創星エリアルの探索を行うのは、彼女の他、ミーシャ、エレオノール、ゼシア、アルカナ、そして俺だ。
「コロナ。七番目の縦穴はどれだ?」
エミリアが隣で「言葉遣いっ」と苦言を呈する。
軽く聞き流し、エティルトヘーヴェの街路図を魔力で描き、コロナに見せる。
街の地図については一般にも公開されているものだが、あいにく縦穴の番号までは載っていない。
「ここです」
魔道要塞から一番遠い縦穴だ。
そこに俺は魔力でマーキングした。
「では、エミリア。魔王学院の生徒たちの指揮権はお前に預けると魔王からは言われている。彼らの力を借り、見事、この窮地を脱してみせよ」
「わかってます。アノシュ君こそ、慢心しないでくださいね。そういうところ、魔王に似てますよ。今に足をすくわれるんですからね。それと礼儀、ちょっと偉そうですよ。アゼシオンじゃ損しますから。わたしはもういいですけど、他の人の前では気をつけてくださいね。いいですか?」
そうエミリアは小言を言う。
彼女には学院に通い始めたときから、ああだこうだとうるさく言われたものだが、不思議と今は悪い気がせぬ。
「頭の片隅に留めておこう」
そう口にすると、思ってもみなかったといった風にエミリアは目を丸くする。
彼女は嬉しそうに、僅かに微笑んだ。
「約束ですよ?」
そんな彼女を横目に、俺は部屋の扉を開いた。
辺りに兵士の姿はない。
<封域結界聖>が自動で強化される術式だったとしても、これだけ騒いだのだから、俺たちがここへ来たことはとうにわかっているはずだ。
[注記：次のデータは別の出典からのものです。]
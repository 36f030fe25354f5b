use std::path::Path;
use std::process::Command;

#[derive(Debug, Clone, PartialEq, Eq)]
pub struct CommandOutput {
    pub status_code: i32,
    pub stdout: Vec<u8>,
    pub stderr: String,
}

impl CommandOutput {
    pub fn stdout_lossy(&self) -> String {
        String::from_utf8_lossy(&self.stdout).to_string()
    }
}

pub trait CommandRunner: Send + Sync {
    fn run(
        &self,
        program: &str,
        args: &[&str],
        cwd: Option<&Path>,
    ) -> anyhow::Result<CommandOutput>;
}

#[derive(Debug, Default)]
pub struct SystemCommandRunner;

impl SystemCommandRunner {
    pub fn new() -> Self {
        Self
    }
}

impl CommandRunner for SystemCommandRunner {
    fn run(
        &self,
        program: &str,
        args: &[&str],
        cwd: Option<&Path>,
    ) -> anyhow::Result<CommandOutput> {
        let mut command = Command::new(program);
        command.args(args);

        if let Some(working_directory) = cwd {
            command.current_dir(working_directory);
        }

        // Remote URLs must never block on a credential prompt.
        command.env("GIT_TERMINAL_PROMPT", "0");

        let output = command.output()?;

        Ok(CommandOutput {
            status_code: output.status.code().unwrap_or(-1),
            stdout: output.stdout,
            stderr: String::from_utf8_lossy(&output.stderr).to_string(),
        })
    }
}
生半可な戦力では太刀打出来ぬと思い、どこかで待ち伏せでもしているか?
まあ、それならそれで動きやすくてなによりだ。
「二千年前のやり残しは、これで最後だといいんだけどね」
俺の隣に並び、レイが小声で言った。
「お互いな」
俺たちはその場で分かれ、別々の方角へ向かった。